Author's note: This version introduces a major correction regarding the identification of local eviction moratoria. The previous version incorrectly ascribed state-level eviction moratoria to municipalities within those states. This version corrects those assignments and also corroborates moratorium information from secondary sources with primary source documents.

Introduction

Evictions can have detrimental effects on tenants and their households, such as unemployment, loss of shelter, and/or food insecurity, which can often be especially severe since households that face eviction tend to be poorer and less job-secure (Desmond and Kimbro, 2015). Even when tenants are ultimately not evicted, eviction filings themselves can represent a burden for households (Banerjee and Ghatak, 2003; Leung, Hepburn, and Desmond, 2021). Finally, the mere threat of eviction can impose substantial costs on households (Garboden and Rosen, 2019). Beyond the household level, evictions can also have adverse effects on public health (Benfer et al., 2021; Jowers et al., 2021).

During the COVID-19 pandemic, many renters lost their primary source of income and were unable to afford their rent payments (Parrot and Zandi, 2021). To assist these tenants, Congress and the Centers for Disease Control and Prevention (CDC) implemented measures to prevent them from being evicted. In particular, the CARES Act prevented landlords of federally financed properties from filing eviction proceedings, and the CDC's order extended and strengthened the provisions of the CARES Act after it expired (McCarty and Perl, 2021). In addition, many states and municipalities enacted their own measures halting evictions, which were of varying duration (Figure 1).

Figure 1. Temporal Coverage of Eviction Moratoria

Although the strength and enforcement of these moratoria varied across jurisdictions, their staggered implementation and expiration provides an opportunity to study their effectiveness. For example, An, Gabriel, and Tzur-Ilan (2021) find that each additional week of a statewide eviction moratorium was associated with roughly 130 fewer eviction filings, and analysis by researchers at the Princeton Eviction Lab suggests that the CDC order alone may have prevented more than 1.5 million eviction filings nationwide during the 11 months it was in force (Rangel et al., 2021).
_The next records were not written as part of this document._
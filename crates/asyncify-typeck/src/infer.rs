//! Type inference over a parsed script.
//!
//! One recursive walk. Scoping constructs and functions do their bookkeeping
//! on the way down; every node gets its type on the way up, after its
//! children. Calls whose callee resolves to a promise-returning function are
//! collected in `suspended` for the rewrite; the walk never mutates the tree.
//!
//! Function return types are collected on a stack of accumulators separate
//! from the lexical scope stack, one accumulator per enclosing function.

use asyncify_parser::ast::expr::{AssignExpr, CallExpr, Expr, IndexExpr, MemberExpr, NameRef};
use asyncify_parser::ast::pat::{ParamList, Pat};
use asyncify_parser::ast::stmt::{CatchClause, FnBody, Function, ReturnStmt, VarDeclarator};
use asyncify_parser::ast::AstNode;
use asyncify_parser::{SyntaxKind, SyntaxNode};
use rowan::TextRange;
use rustc_hash::FxHashMap;
use tracing::trace;

use crate::env::SymbolTable;
use crate::error::{RewriteError, DATABASE_ACCESS_HINT};
use crate::ty::{Ty, TyRef, COLLECTION_TYPE, DATABASE_TYPE};

/// Types keyed by node kind and range. The kind disambiguates nodes that
/// share a range, such as an expression statement and its expression.
pub type TypeMap = FxHashMap<(SyntaxKind, TextRange), Ty>;

/// Output of [`infer`].
#[derive(Debug, Default)]
pub struct Inference {
    pub types: TypeMap,
    /// Ranges of call expressions to wrap in `await`, in post-order.
    pub suspended: Vec<TextRange>,
}

impl Inference {
    pub fn type_of(&self, node: &SyntaxNode) -> Ty {
        lookup(&self.types, node)
    }
}

fn lookup(types: &TypeMap, node: &SyntaxNode) -> Ty {
    types
        .get(&(node.kind(), node.text_range()))
        .cloned()
        .unwrap_or(Ty::Unknown)
}

/// What a node pushed on entry, undone on exit.
enum Entered {
    Nothing,
    Scope,
    Function,
}

struct Pass<'a> {
    symbols: &'a mut SymbolTable,
    out: Inference,
    returns: Vec<Vec<(Ty, TextRange)>>,
}

/// Type every node under `root` (normally a SOURCE_FILE).
///
/// The caller owns the scope `root` declares into. On error, scopes the walk
/// pushed are left on the stack; callers restore the depth they started at.
pub fn infer(root: &SyntaxNode, symbols: &mut SymbolTable) -> Result<Inference, RewriteError> {
    let mut pass = Pass {
        symbols,
        out: Inference::default(),
        returns: Vec::new(),
    };
    pass.visit(root)?;
    Ok(pass.out)
}

impl Pass<'_> {
    fn visit(&mut self, node: &SyntaxNode) -> Result<Ty, RewriteError> {
        let entered = self.enter(node);
        for child in node.children() {
            self.visit(&child)?;
        }
        let ty = match entered {
            Entered::Function => self.exit_function(node)?,
            Entered::Scope => {
                self.symbols.pop_scope();
                Ty::Unknown
            }
            Entered::Nothing => self.exit(node)?,
        };
        self.out
            .types
            .insert((node.kind(), node.text_range()), ty.clone());
        Ok(ty)
    }

    fn type_of(&self, node: &SyntaxNode) -> Ty {
        lookup(&self.out.types, node)
    }

    fn enter(&mut self, node: &SyntaxNode) -> Entered {
        match node.kind() {
            SyntaxKind::FN_DECL | SyntaxKind::FN_EXPR | SyntaxKind::ARROW_FN | SyntaxKind::OBJECT_METHOD => {
                self.returns.push(Vec::new());
                self.symbols.push_scope();
                if let Some(params) = Function::cast(node.clone()).and_then(|f| f.param_list()) {
                    self.declare_params(&params);
                }
                Entered::Function
            }
            SyntaxKind::CATCH_CLAUSE => {
                self.symbols.push_scope();
                let binding = CatchClause::cast(node.clone()).and_then(|c| c.binding());
                if let Some(pat) = binding {
                    self.declare_unknown(&pat);
                }
                Entered::Scope
            }
            SyntaxKind::BLOCK_STMT
            | SyntaxKind::FOR_STMT
            | SyntaxKind::FOR_IN_STMT
            | SyntaxKind::WHILE_STMT
            | SyntaxKind::DO_WHILE_STMT
            | SyntaxKind::SWITCH_STMT => {
                self.symbols.push_scope();
                Entered::Scope
            }
            _ => Entered::Nothing,
        }
    }

    fn declare_params(&mut self, params: &ParamList) {
        for param in params.params() {
            self.declare_unknown(&param);
        }
    }

    fn declare_unknown(&mut self, pat: &Pat) {
        for name in pat.bound_names() {
            if let Some(text) = name.text() {
                self.symbols.declare(text, Ty::Unknown);
            }
        }
    }

    fn exit(&mut self, node: &SyntaxNode) -> Result<Ty, RewriteError> {
        let range = node.text_range();
        let ty = match node.kind() {
            SyntaxKind::NAME_REF => {
                let name = NameRef::cast(node.clone()).and_then(|n| n.text());
                let ty = name
                    .as_deref()
                    .map(|name| self.symbols.lookup_type(name))
                    .unwrap_or(Ty::Unknown);
                trace!(?range, name = name.as_deref().unwrap_or(""), ty = %ty, "resolve identifier");
                ty
            }
            SyntaxKind::MEMBER_EXPR => self.exit_member(node),
            SyntaxKind::INDEX_EXPR => self.exit_index(node)?,
            SyntaxKind::CALL_EXPR => self.exit_call(node),
            SyntaxKind::VAR_DECLARATOR => {
                self.exit_declarator(node);
                Ty::Unknown
            }
            SyntaxKind::ASSIGN_EXPR => self.exit_assign(node),
            SyntaxKind::RETURN_STMT => {
                let ty = ReturnStmt::cast(node.clone())
                    .and_then(|r| r.expr())
                    .map(|e| self.type_of(e.syntax()))
                    .unwrap_or(Ty::Unknown);
                if let Some(acc) = self.returns.last_mut() {
                    acc.push((ty.clone(), range));
                }
                trace!(?range, ty = %ty, "return");
                ty
            }
            SyntaxKind::PAREN_EXPR | SyntaxKind::AWAIT_EXPR => node
                .children()
                .find_map(Expr::cast)
                .map(|inner| self.type_of(inner.syntax()))
                .unwrap_or(Ty::Unknown),
            _ => Ty::Unknown,
        };
        Ok(ty)
    }

    fn exit_member(&mut self, node: &SyntaxNode) -> Ty {
        let Some(member) = MemberExpr::cast(node.clone()) else {
            return Ty::Unknown;
        };
        let object = member
            .object()
            .map(|o| self.type_of(o.syntax()))
            .unwrap_or(Ty::Unknown);
        let Some(property) = member.property() else {
            return Ty::Unknown;
        };
        let ty = self.static_member(&object, property.text());
        trace!(range = ?node.text_range(), object = %object, property = property.text(), ty = %ty, "resolve member");
        ty
    }

    /// A statically named member. Unlisted members of the database handle
    /// are collections.
    fn static_member(&self, object: &Ty, property: &str) -> Ty {
        let Some(attributes) = object.attributes() else {
            return Ty::Unknown;
        };
        match attributes.get(property) {
            Some(ty) => ty.clone(),
            None if object.name() == DATABASE_TYPE => self.symbols.registry().resolve(COLLECTION_TYPE),
            None => Ty::Unknown,
        }
    }

    fn exit_index(&mut self, node: &SyntaxNode) -> Result<Ty, RewriteError> {
        let Some(index) = IndexExpr::cast(node.clone()) else {
            return Ok(Ty::Unknown);
        };
        let object = index
            .object()
            .map(|o| self.type_of(o.syntax()))
            .unwrap_or(Ty::Unknown);
        let literal_key = match index.index() {
            Some(Expr::Literal(lit)) => lit.property_name(),
            _ => None,
        };
        if let Some(key) = literal_key {
            let ty = self.static_member(&object, &key);
            trace!(range = ?node.text_range(), object = %object, property = %key, ty = %ty, "resolve literal index");
            return Ok(ty);
        }
        if object.has_async_child() {
            let hint = (object.name() == DATABASE_TYPE).then(|| DATABASE_ACCESS_HINT.to_string());
            return Err(RewriteError::UnresolvedAsyncDynamicAccess {
                object_type: object.name().to_string(),
                hint,
                span: node.text_range(),
            });
        }
        Ok(Ty::Unknown)
    }

    fn exit_call(&mut self, node: &SyntaxNode) -> Ty {
        let callee = CallExpr::cast(node.clone())
            .and_then(|c| c.callee())
            .map(|c| self.type_of(c.syntax()))
            .unwrap_or(Ty::Unknown);
        let Some(func) = callee.as_function() else {
            return Ty::Unknown;
        };
        let ty = self.symbols.registry().resolve_ref(&func.return_type);
        let range = node.text_range();
        if func.returns_promise {
            if is_awaited(node) {
                trace!(?range, ty = %ty, "call already awaited");
            } else {
                self.out.suspended.push(range);
            }
        }
        trace!(?range, ty = %ty, suspends = func.returns_promise, "resolve call");
        ty
    }

    fn exit_declarator(&mut self, node: &SyntaxNode) {
        let Some(decl) = VarDeclarator::cast(node.clone()) else {
            return;
        };
        let init = decl
            .init()
            .map(|e| self.type_of(e.syntax()))
            .unwrap_or(Ty::Unknown);
        match decl.pattern() {
            Some(Pat::Name(name)) => {
                if let Some(text) = name.text() {
                    trace!(range = ?node.text_range(), name = %text, ty = %init, "bind declarator");
                    self.symbols.update(&text, init);
                }
            }
            Some(pat) => {
                for name in pat.bound_names() {
                    if let Some(text) = name.text() {
                        self.symbols.update(&text, Ty::Unknown);
                    }
                }
            }
            None => {}
        }
    }

    fn exit_assign(&mut self, node: &SyntaxNode) -> Ty {
        let Some(assign) = AssignExpr::cast(node.clone()) else {
            return Ty::Unknown;
        };
        let ty = assign
            .rhs()
            .map(|e| self.type_of(e.syntax()))
            .unwrap_or(Ty::Unknown);
        if let Some(Expr::NameRef(target)) = assign.lhs() {
            if let Some(name) = target.text() {
                trace!(range = ?node.text_range(), name = %name, ty = %ty, "assign");
                self.symbols.update(&name, ty.clone());
            }
        }
        ty
    }

    fn exit_function(&mut self, node: &SyntaxNode) -> Result<Ty, RewriteError> {
        self.symbols.pop_scope();
        let returns = self.returns.pop().unwrap_or_default();
        let Some(function) = Function::cast(node.clone()) else {
            return Ok(Ty::Unknown);
        };

        let return_type = match returns.as_slice() {
            [] => match function.body() {
                Some(FnBody::Expr(body)) => self.type_of(body.syntax()),
                _ => Ty::Unknown,
            },
            [(only, _)] => only.clone(),
            many => {
                if many.iter().any(|(ty, _)| ty.has_async_child()) {
                    return Err(RewriteError::AmbiguousConditionalReturnType {
                        span: node.text_range(),
                        returns: many.iter().map(|(_, range)| *range).collect(),
                    });
                }
                Ty::Unknown
            }
        };

        let ty = Ty::function(TyRef::Type(return_type), false);
        let name = function.name().and_then(|n| n.text());
        trace!(range = ?node.text_range(), name = name.as_deref().unwrap_or(""), ty = %ty, "function");
        if let Some(name) = name {
            self.symbols.declare(name, ty.clone());
        }
        Ok(ty)
    }
}

/// Whether `call` is already the operand of an `await`, looking through
/// parentheses.
fn is_awaited(call: &SyntaxNode) -> bool {
    let mut parent = call.parent();
    while let Some(node) = parent {
        match node.kind() {
            SyntaxKind::PAREN_EXPR => parent = node.parent(),
            SyntaxKind::AWAIT_EXPR => return true,
            _ => return false,
        }
    }
    false
}
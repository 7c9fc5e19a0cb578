//! Typed AST layer on top of the rowan CST.
//!
//! Each wrapper is a newtype around `SyntaxNode` with accessors that walk
//! the rowan tree directly; `cast()` is a single kind check.
//!
//! - [`AstNode`]: implemented by every typed wrapper.
//! - `ast_node!`: generates the wrapper struct and its `AstNode` impl.
//! - [`child_node`], [`child_nodes`], [`child_token`]: child navigation.

pub mod expr;
pub mod pat;
pub mod stmt;

use crate::cst::{SyntaxNode, SyntaxToken};
use crate::syntax_kind::SyntaxKind;

/// Trait for typed AST nodes that wrap a rowan `SyntaxNode`.
pub trait AstNode: Sized {
    /// Returns `Some(Self)` if the node's kind matches, `None` otherwise.
    fn cast(node: SyntaxNode) -> Option<Self>;

    fn syntax(&self) -> &SyntaxNode;
}

macro_rules! ast_node {
    ($name:ident, $kind:ident) => {
        #[derive(Debug, Clone, PartialEq, Eq, Hash)]
        pub struct $name {
            pub(crate) syntax: SyntaxNode,
        }

        impl AstNode for $name {
            fn cast(node: SyntaxNode) -> Option<Self> {
                if node.kind() == SyntaxKind::$kind {
                    Some(Self { syntax: node })
                } else {
                    None
                }
            }

            fn syntax(&self) -> &SyntaxNode {
                &self.syntax
            }
        }
    };
}

pub(crate) use ast_node;

/// Find the first child node that can be cast to type `N`.
pub fn child_node<N: AstNode>(parent: &SyntaxNode) -> Option<N> {
    parent.children().find_map(N::cast)
}

/// Find all child nodes that can be cast to type `N`.
pub fn child_nodes<'a, N: AstNode + 'a>(parent: &'a SyntaxNode) -> impl Iterator<Item = N> + 'a {
    parent.children().filter_map(N::cast)
}

/// Find the first child token with the given kind.
pub fn child_token(parent: &SyntaxNode, kind: SyntaxKind) -> Option<SyntaxToken> {
    parent
        .children_with_tokens()
        .filter_map(|it| it.into_token())
        .find(|it| it.kind() == kind)
}

/// The first non-trivia token directly under `parent`.
pub fn first_significant_token(parent: &SyntaxNode) -> Option<SyntaxToken> {
    parent
        .children_with_tokens()
        .filter_map(|it| it.into_token())
        .find(|it| !it.kind().is_trivia())
}
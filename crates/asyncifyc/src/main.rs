//! The asyncify compiler CLI.
//!
//! - `asyncifyc compile [FILE]` - print the script with `await` inserted
//! - `asyncifyc check [FILE]` - list every call with its type and whether it is awaited
//! - `asyncifyc repl` - interactive session
//!
//! FILE defaults to stdin (`-`). Options:
//! - `--catalog` - shell API catalog (JSON); the bundled one otherwise
//! - `--json` - diagnostics as JSON objects on stderr
//! - `--no-color` - disable colorized diagnostics
//! - `-v`, `-vv` - debug / trace logging on stderr (`RUST_LOG` overrides)

mod check;

use std::io::Read;
use std::path::{Path, PathBuf};
use std::process;

use clap::{ArgAction, Parser, Subcommand};
use tracing::debug;
use tracing_subscriber::EnvFilter;

use asyncify_repl::ReplConfig;
use asyncify_typeck::catalog::Catalog;
use asyncify_typeck::diagnostics::{render_diagnostic, render_json, DiagnosticOptions};
use asyncify_typeck::error::CompileError;
use asyncify_typeck::AsyncWriter;

#[derive(Parser)]
#[command(name = "asyncifyc", version, about = "Insert await into database shell scripts")]
struct Cli {
    /// More logging (-v debug, -vv trace)
    #[arg(short, long, action = ArgAction::Count, global = true)]
    verbose: u8,

    #[command(subcommand)]
    command: Commands,
}

#[derive(Subcommand)]
enum Commands {
    /// Print the script with every promise-returning call awaited
    Compile {
        /// Script to compile; `-` or absent reads stdin
        file: Option<PathBuf>,

        #[command(flatten)]
        opts: CommonOpts,
    },
    /// List every call site with its resolved type
    Check {
        /// Script to check; `-` or absent reads stdin
        file: Option<PathBuf>,

        #[command(flatten)]
        opts: CommonOpts,
    },
    /// Start an interactive session
    Repl {
        /// Shell API catalog (JSON)
        #[arg(long)]
        catalog: Option<PathBuf>,
    },
}

#[derive(clap::Args)]
struct CommonOpts {
    /// Shell API catalog (JSON)
    #[arg(long)]
    catalog: Option<PathBuf>,

    /// Output diagnostics as JSON (one object per line) instead of human-readable format
    #[arg(long)]
    json: bool,

    /// Disable colorized output
    #[arg(long = "no-color")]
    no_color: bool,
}

impl CommonOpts {
    fn diagnostic_options(&self) -> DiagnosticOptions {
        DiagnosticOptions {
            color: !self.no_color && !self.json,
            json: self.json,
        }
    }
}

fn main() {
    let cli = Cli::parse();
    init_tracing(cli.verbose);

    let code = match cli.command {
        Commands::Compile { file, opts } => run(file.as_deref(), &opts, compile),
        Commands::Check { file, opts } => run(file.as_deref(), &opts, check_calls),
        Commands::Repl { catalog } => match load_catalog(catalog.as_deref()) {
            Ok(catalog) => match asyncify_repl::run_repl(&ReplConfig::default(), catalog) {
                Ok(()) => 0,
                Err(e) => {
                    eprintln!("error: {e}");
                    1
                }
            },
            Err(e) => {
                eprintln!("error: {e}");
                1
            }
        },
    };
    process::exit(code);
}

fn init_tracing(verbose: u8) {
    let default = match verbose {
        0 => "warn",
        1 => "debug",
        _ => "trace",
    };
    let filter = EnvFilter::try_from_default_env().unwrap_or_else(|_| EnvFilter::new(default));
    tracing_subscriber::fmt()
        .with_env_filter(filter)
        .with_writer(std::io::stderr)
        .without_time()
        .init();
}

/// What a subcommand body reports back to [`run`].
enum Outcome {
    Ok,
    Diagnostic(CompileError),
}

/// Shared driver for `compile` and `check`: read input, load the catalog,
/// run `body`, and report failures. Returns the exit code.
fn run(
    file: Option<&Path>,
    opts: &CommonOpts,
    body: fn(&str, &Catalog, &CommonOpts) -> Outcome,
) -> i32 {
    let diag_opts = opts.diagnostic_options();
    let filename = match file {
        Some(path) if path != Path::new("-") => path.display().to_string(),
        _ => "<stdin>".to_string(),
    };

    let prepared = read_source(file).and_then(|source| {
        let catalog = load_catalog(opts.catalog.as_deref())?;
        Ok((source, catalog))
    });
    let (source, catalog) = match prepared {
        Ok(prepared) => prepared,
        Err(e) => {
            report_failure(&e, &diag_opts);
            return 1;
        }
    };

    match body(&source, &catalog, opts) {
        Outcome::Ok => 0,
        Outcome::Diagnostic(err) => {
            debug!(error = %err, "compile failed");
            if diag_opts.json {
                for value in render_json(&err, &filename) {
                    eprintln!("{value}");
                }
            } else {
                eprint!("{}", render_diagnostic(&err, &source, &filename, &diag_opts));
            }
            1
        }
    }
}

fn compile(source: &str, catalog: &Catalog, _opts: &CommonOpts) -> Outcome {
    let mut writer = AsyncWriter::from_catalog(catalog);
    match writer.compile(source) {
        Ok(compiled) => {
            print!("{}", compiled.code);
            if !compiled.code.ends_with('\n') {
                println!();
            }
            Outcome::Ok
        }
        Err(err) => Outcome::Diagnostic(err),
    }
}

fn check_calls(source: &str, catalog: &Catalog, opts: &CommonOpts) -> Outcome {
    match check::call_sites(source, catalog) {
        Ok(sites) => {
            for site in &sites {
                if opts.json {
                    println!("{}", site.to_json());
                } else {
                    println!("{site}");
                }
            }
            Outcome::Ok
        }
        Err(err) => Outcome::Diagnostic(err),
    }
}

/// Errors before compilation starts (unreadable input, bad catalog).
fn report_failure(message: &str, diag_opts: &DiagnosticOptions) {
    if diag_opts.json {
        let msg = serde_json::json!({
            "code": "C0001",
            "severity": "error",
            "message": message,
            "file": "",
            "spans": [],
            "fix": null
        });
        eprintln!("{msg}");
    } else {
        eprintln!("error: {message}");
    }
}

fn read_source(file: Option<&Path>) -> Result<String, String> {
    match file {
        Some(path) if path != Path::new("-") => std::fs::read_to_string(path)
            .map_err(|e| format!("Failed to read '{}': {}", path.display(), e)),
        _ => {
            let mut source = String::new();
            std::io::stdin()
                .read_to_string(&mut source)
                .map_err(|e| format!("Failed to read stdin: {e}"))?;
            Ok(source)
        }
    }
}

fn load_catalog(path: Option<&Path>) -> Result<Catalog, String> {
    let catalog = match path {
        Some(path) => Catalog::from_path(path)
            .map_err(|e| format!("Failed to load catalog '{}': {}", path.display(), e))?,
        None => Catalog::bundled().map_err(|e| format!("Bundled catalog is invalid: {e}"))?,
    };
    debug!(types = catalog.registry().len(), "catalog ready");
    Ok(catalog)
}
use crate::span::Span;

/// A token produced by the lexer. Every byte of the input belongs to exactly
/// one token, trivia included.
#[derive(Debug, Clone, PartialEq)]
pub struct Token {
    pub kind: TokenKind,
    pub span: Span,
}

impl Token {
    pub fn new(kind: TokenKind, start: u32, end: u32) -> Self {
        Self {
            kind,
            span: Span::new(start, end),
        }
    }
}

/// The token vocabulary of the shell scripting dialect.
///
/// Contextual words (`of`, `async`, `get`, ...) are lexed as [`TokenKind::Ident`]
/// and recognized by the parser from their text.
#[derive(Debug, Clone, Copy, PartialEq, Eq, Hash)]
pub enum TokenKind {
    // ── Keywords ───────────────────────────────────────────────────────
    Await,
    Break,
    Case,
    Catch,
    Const,
    Continue,
    Default,
    Delete,
    Do,
    Else,
    False,
    Finally,
    For,
    Function,
    If,
    In,
    Instanceof,
    Let,
    New,
    Null,
    Return,
    Switch,
    This,
    Throw,
    True,
    Try,
    Typeof,
    Var,
    Void,
    While,

    // ── Operators ──────────────────────────────────────────────────────
    Plus,
    Minus,
    Star,
    StarStar,
    Slash,
    Percent,
    PlusPlus,
    MinusMinus,
    Eq,
    EqEq,
    EqEqEq,
    NotEq,
    NotEqEq,
    Lt,
    Gt,
    LtEq,
    GtEq,
    Shl,
    Shr,
    UShr,
    Amp,
    AmpAmp,
    Pipe,
    PipePipe,
    Caret,
    Tilde,
    Bang,
    Question,
    QuestionQuestion,
    /// `=>`
    FatArrow,
    /// `...`
    DotDotDot,
    PlusEq,
    MinusEq,
    StarEq,
    StarStarEq,
    SlashEq,
    PercentEq,
    AmpEq,
    PipeEq,
    CaretEq,
    ShlEq,
    ShrEq,
    UShrEq,
    AmpAmpEq,
    PipePipeEq,
    QuestionQuestionEq,

    // ── Delimiters ─────────────────────────────────────────────────────
    LParen,
    RParen,
    LBracket,
    RBracket,
    LBrace,
    RBrace,

    // ── Punctuation ────────────────────────────────────────────────────
    Comma,
    Dot,
    Colon,
    Semicolon,

    // ── Literals ───────────────────────────────────────────────────────
    Number,
    /// Single- or double-quoted string, quotes included.
    String,
    /// Opening backtick of a template literal.
    TemplateStart,
    /// Raw text between the backticks, escapes included.
    TemplateContent,
    /// `${` inside a template.
    InterpolationStart,
    /// The `}` closing an interpolation.
    InterpolationEnd,
    /// Closing backtick of a template literal.
    TemplateEnd,
    /// A regular expression literal with its flags.
    Regex,

    Ident,

    // ── Trivia ─────────────────────────────────────────────────────────
    Whitespace,
    Newline,
    /// Line (`//`) or block (`/* */`) comment.
    Comment,

    // ── Special ────────────────────────────────────────────────────────
    Eof,
    Error,
}

impl TokenKind {
    /// Whitespace, newlines and comments.
    pub fn is_trivia(self) -> bool {
        matches!(
            self,
            TokenKind::Whitespace | TokenKind::Newline | TokenKind::Comment
        )
    }

    /// Whether a `/` after this token is a division operator rather than the
    /// start of a regular expression literal.
    pub fn ends_operand(self) -> bool {
        matches!(
            self,
            TokenKind::Ident
                | TokenKind::Number
                | TokenKind::String
                | TokenKind::TemplateEnd
                | TokenKind::Regex
                | TokenKind::This
                | TokenKind::True
                | TokenKind::False
                | TokenKind::Null
                | TokenKind::RParen
                | TokenKind::RBracket
                | TokenKind::RBrace
                | TokenKind::PlusPlus
                | TokenKind::MinusMinus
        )
    }
}

/// Map a reserved word to its keyword token, or `None` for identifiers.
pub fn keyword_from_str(s: &str) -> Option<TokenKind> {
    let kind = match s {
        "await" => TokenKind::Await,
        "break" => TokenKind::Break,
        "case" => TokenKind::Case,
        "catch" => TokenKind::Catch,
        "const" => TokenKind::Const,
        "continue" => TokenKind::Continue,
        "default" => TokenKind::Default,
        "delete" => TokenKind::Delete,
        "do" => TokenKind::Do,
        "else" => TokenKind::Else,
        "false" => TokenKind::False,
        "finally" => TokenKind::Finally,
        "for" => TokenKind::For,
        "function" => TokenKind::Function,
        "if" => TokenKind::If,
        "in" => TokenKind::In,
        "instanceof" => TokenKind::Instanceof,
        "let" => TokenKind::Let,
        "new" => TokenKind::New,
        "null" => TokenKind::Null,
        "return" => TokenKind::Return,
        "switch" => TokenKind::Switch,
        "this" => TokenKind::This,
        "throw" => TokenKind::Throw,
        "true" => TokenKind::True,
        "try" => TokenKind::Try,
        "typeof" => TokenKind::Typeof,
        "var" => TokenKind::Var,
        "void" => TokenKind::Void,
        "while" => TokenKind::While,
        _ => return None,
    };
    Some(kind)
}

#[cfg(test)]
mod tests {
    use super::*;

    #[test]
    fn keywords_round_trip_through_table() {
        for (text, kind) in [
            ("await", TokenKind::Await),
            ("function", TokenKind::Function),
            ("instanceof", TokenKind::Instanceof),
            ("typeof", TokenKind::Typeof),
            ("while", TokenKind::While),
        ] {
            assert_eq!(keyword_from_str(text), Some(kind), "keyword `{text}`");
        }
    }

    #[test]
    fn contextual_words_are_identifiers() {
        for word in ["of", "async", "get", "db", "undefined", "class"] {
            assert_eq!(keyword_from_str(word), None, "`{word}` should not be reserved");
        }
    }

    #[test]
    fn trivia_kinds() {
        assert!(TokenKind::Whitespace.is_trivia());
        assert!(TokenKind::Newline.is_trivia());
        assert!(TokenKind::Comment.is_trivia());
        assert!(!TokenKind::Semicolon.is_trivia());
    }

    #[test]
    fn operand_enders_decide_slash_meaning() {
        assert!(TokenKind::Ident.ends_operand());
        assert!(TokenKind::RParen.ends_operand());
        assert!(TokenKind::TemplateEnd.ends_operand());
        assert!(!TokenKind::InterpolationStart.ends_operand());
        assert!(!TokenKind::Return.ends_operand());
        assert!(!TokenKind::LParen.ends_operand());
        assert!(!TokenKind::Eq.ends_operand());
    }
}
However, there has been relatively little work assessing how municipal moratoria impacted eviction filings, and minimal, if any research comparing national, state, and local moratoria. Thus, in this note I assess the effectiveness of municipal eviction moratoria and compare the effectiveness of various national, state, and municipal moratoria in preventing eviction filings.

Eviction Filings in U.S. Cities

I gather data from the Princeton Eviction Lab's Eviction Tracking System on weekly eviction filings between December 2019 and January 2022 for 31 cities2 and additional data on state and local eviction moratoria from the lab's COVID-19 Housing Policy Scorecard. I also add information on the CARES Act and CDC moratoria from the Congressional Research Service. For some municipalities, the start and end dates of moratoria are not clear; for these I look directly at the underlying legislative or executive source documents, or local news articles if necessary. Figure 2 displays the rate of new filings per 100,000 renting households for three fixed groups of cities classified by the duration of their eviction moratoria: the first group ("short") let their moratoria expire very early in 2020, the second group ("long") extended their moratoria well into 2021, and the third group did not enact any local eviction moratoria. The figure also displays vertical lines denoting the coverage of the CARES Act moratorium and CDC order. While filings drop for all groups at the start of the pandemic (when all of them had eviction moratoria in place), they remain at relatively low levels for the "long" group, whereas they quickly begin to return to pre-pandemic levels for the "short" and "none" groups, increasing faster for the latter. This suggests that local moratoria played a role in preventing eviction filings for the cities in the first group. Moreover, national moratoria appear to impact eviction filings as well: for example, there is a decrease in filings when the CDC order is implemented (after the first blue line), and an increase when it expires (after the second blue line).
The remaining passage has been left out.